Endividamento e inadimplência das famílias brasileiras, além de aumento da inflação e contenção de crédito travam crescimento e fazem índice de confiança  da economia brasileira cair.

Economia brasileira: índice de confiança em baixa
  • Queda na intenção de consumo das famílias brasileiras é reflexo da desaceleração da economia brasileira provocada pelo endividamento, inadimplência, inflação e retenção de crédito.

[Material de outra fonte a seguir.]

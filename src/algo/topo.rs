//! Topological sort of the workflow graph.

use petgraph::algo::toposort;
use serde::{Deserialize, Serialize};

use super::cycles::first_cycle;
use crate::error::{Error, Result};
use crate::parse::graph::WorkflowGraph;

/// Returns node ids so that every edge's source precedes its target.
///
/// On a cyclic graph the error carries the first witness cycle.
pub fn execution_order(graph: &WorkflowGraph) -> Result<Vec<String>> {
    match toposort(&graph.graph, None) {
        Ok(indices) => Ok(indices
            .into_iter()
            .map(|idx| graph.id_of(idx).to_string())
            .collect()),
        Err(cycle) => {
            let path = first_cycle(graph)
                .unwrap_or_else(|| vec![graph.id_of(cycle.node_id()).to_string()]);
            Err(Error::Cycle { path })
        }
    }
}

/// Serializable outcome of a topological sort.
#[derive(Debug, Clone, PartialEq, Eq, Serialize, Deserialize)]
pub struct TopologicalOrder {
    pub success: bool,
    pub order: Vec<String>,
    #[serde(default, skip_serializing_if = "Option::is_none")]
    pub error: Option<String>,
}

impl From<Result<Vec<String>>> for TopologicalOrder {
    fn from(result: Result<Vec<String>>) -> Self {
        match result {
            Ok(order) => TopologicalOrder {
                success: true,
                order,
                error: None,
            },
            Err(e) => TopologicalOrder {
                success: false,
                order: vec![],
                error: Some(e.to_string()),
            },
        }
    }
}
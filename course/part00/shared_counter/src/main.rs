use shared_counter::{config::DriverConfig, driver::ConcurrentDriver};

fn main() -> anyhow::Result<()> {
    shared_counter::tracing_init::init()?;

    let config = DriverConfig::load()?;
    let mut driver = ConcurrentDriver::new(config)?;

    let report = driver.run()?;
    println!("{}", report.value);

    Ok(())
}
#![allow(dead_code)]

use std::{
    sync::{
        atomic::{AtomicBool, AtomicU64, Ordering::SeqCst},
        Arc, Mutex,
    },
    time::Duration,
};

use shared_counter::counter::{Counter, SharedCounter};

/// Remembers how many increments had landed each time it was read.
#[derive(Debug, Default)]
pub struct ProbeCounter {
    inner: SharedCounter,
    delay: Option<Duration>,
    seen_at_get: Mutex<Vec<u64>>,
}

impl ProbeCounter {
    pub fn slow(delay: Duration) -> Self {
        Self {
            delay: Some(delay),
            ..Self::default()
        }
    }

    pub fn reads(&self) -> Vec<u64> {
        self.seen_at_get.lock().unwrap().clone()
    }
}

impl Counter for ProbeCounter {
    fn increment(&self) {
        if let Some(delay) = self.delay {
            std::thread::sleep(delay);
        }
        self.inner.increment();
    }

    fn get(&self) -> u64 {
        let value = self.inner.get();
        self.seen_at_get.lock().unwrap().push(value);
        value
    }
}

/// Panics on exactly one increment, the `explode_at`-th one overall.
#[derive(Debug)]
pub struct ExplodingCounter {
    value: AtomicU64,
    explode_at: u64,
}

impl ExplodingCounter {
    pub fn new(explode_at: u64) -> Self {
        Self {
            value: AtomicU64::new(0),
            explode_at,
        }
    }
}

impl Counter for ExplodingCounter {
    fn increment(&self) {
        let n = self.value.fetch_add(1, SeqCst) + 1;
        if n == self.explode_at {
            panic!("counter exploded at increment {n}");
        }
    }

    fn get(&self) -> u64 {
        self.value.load(SeqCst)
    }
}

/// Every increment waits until the gate is opened.
#[derive(Debug, Clone, Default)]
pub struct GatedCounter {
    open: Arc<AtomicBool>,
    inner: Arc<SharedCounter>,
}

impl GatedCounter {
    pub fn open(&self) {
        self.open.store(true, SeqCst);
    }
}

impl Counter for GatedCounter {
    fn increment(&self) {
        while !self.open.load(SeqCst) {
            std::thread::sleep(Duration::from_millis(1));
        }
        self.inner.increment();
    }

    fn get(&self) -> u64 {
        self.inner.get()
    }
}

/// The first increment panics, every later one waits on a gate that only the
/// test can open.
#[derive(Debug, Clone, Default)]
pub struct PanicThenStallCounter {
    calls: Arc<AtomicU64>,
    gate: GatedCounter,
}

impl PanicThenStallCounter {
    pub fn release(&self) {
        self.gate.open();
    }
}

impl Counter for PanicThenStallCounter {
    fn increment(&self) {
        if self.calls.fetch_add(1, SeqCst) == 0 {
            panic!("first worker exploded");
        }
        self.gate.increment();
    }

    fn get(&self) -> u64 {
        self.gate.get()
    }
}

pub fn parallel_cores() -> usize {
    std::thread::available_parallelism()
        .map(|n| n.get())
        .unwrap_or(1)
}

O panorama da economia brasileira dos últimos meses não mostra uma paisagem muito otimista. E os consumidores já começam a sentir a mudança dos ventos. 

 

Desde o mês de junho, as vendas no varejo brasileiro vêm sofrendo queda. E de acordo com dados da Confederação Nacional de Comércio de Bens, Serviços e Turismo, em julho deste ano, a intenção de consumo das famílias teve a maior queda desde 2010. A intenção de consumo geral caiu 7,7%, enquanto a intenção de compra de bens de consumo duráveis caiu 11,1%.

 

Esta queda é explicada pelo alto endividamento das famílias brasileiras, pela contenção na oferta de crédito, pela inadimplência dos consumidores, e pela inflação, que atingiu uma taxa acumulada de 6,7% nos últimos 12 meses.

 

E não são apenas os consumidores que estão pessimistas. Os empresários também frearam os investimentos, e as concessões de crédito também estão mais dificultadas. Os créditos para compra de carros recuaram quase 6% em 12 meses.Todos estes fatores fazem o índice de confiança na economia brasileira cair, e com isso o mercado de trabalho mostra-se menos favorável e os juros tendem a subir.

 

Neste momento, a prioridade dos consumidores é poupar para pagar as dívidas. Agora, em vez de buscar crédito para comprar, os brasileiros começam a buscar linhas de crédito para pagar as dívidas contraídas nos últimos anos. Mas com o orçamento estrangulado, os consumidores já sentem a necessidade de usar auxílios financeiros para completar o orçamento doméstico e dar conta das despesas mensais, o que tem provocado também um aumento no uso do cartão de crédito e de cheques, dificultando o equilíbrio das finanças.

 

Ainda assim, os índices gerais de inadimplência estão caindo, apesar de ter havido um aumento no mês de julho e o volume de cheques sem fundo devolvidos pela segunda vez também ter sofrido um aumento de 2,03%. 

 

Embora o cenário não seja propriamente de recessão, mas sim de desaceleração da economia brasileira, é bom tomar precauções. O melhor que os consumidores têm a fazer neste momento é evitar a inadimplência para fugir dos juros, pagar as dívidas, e recuperar o crédito no mercado.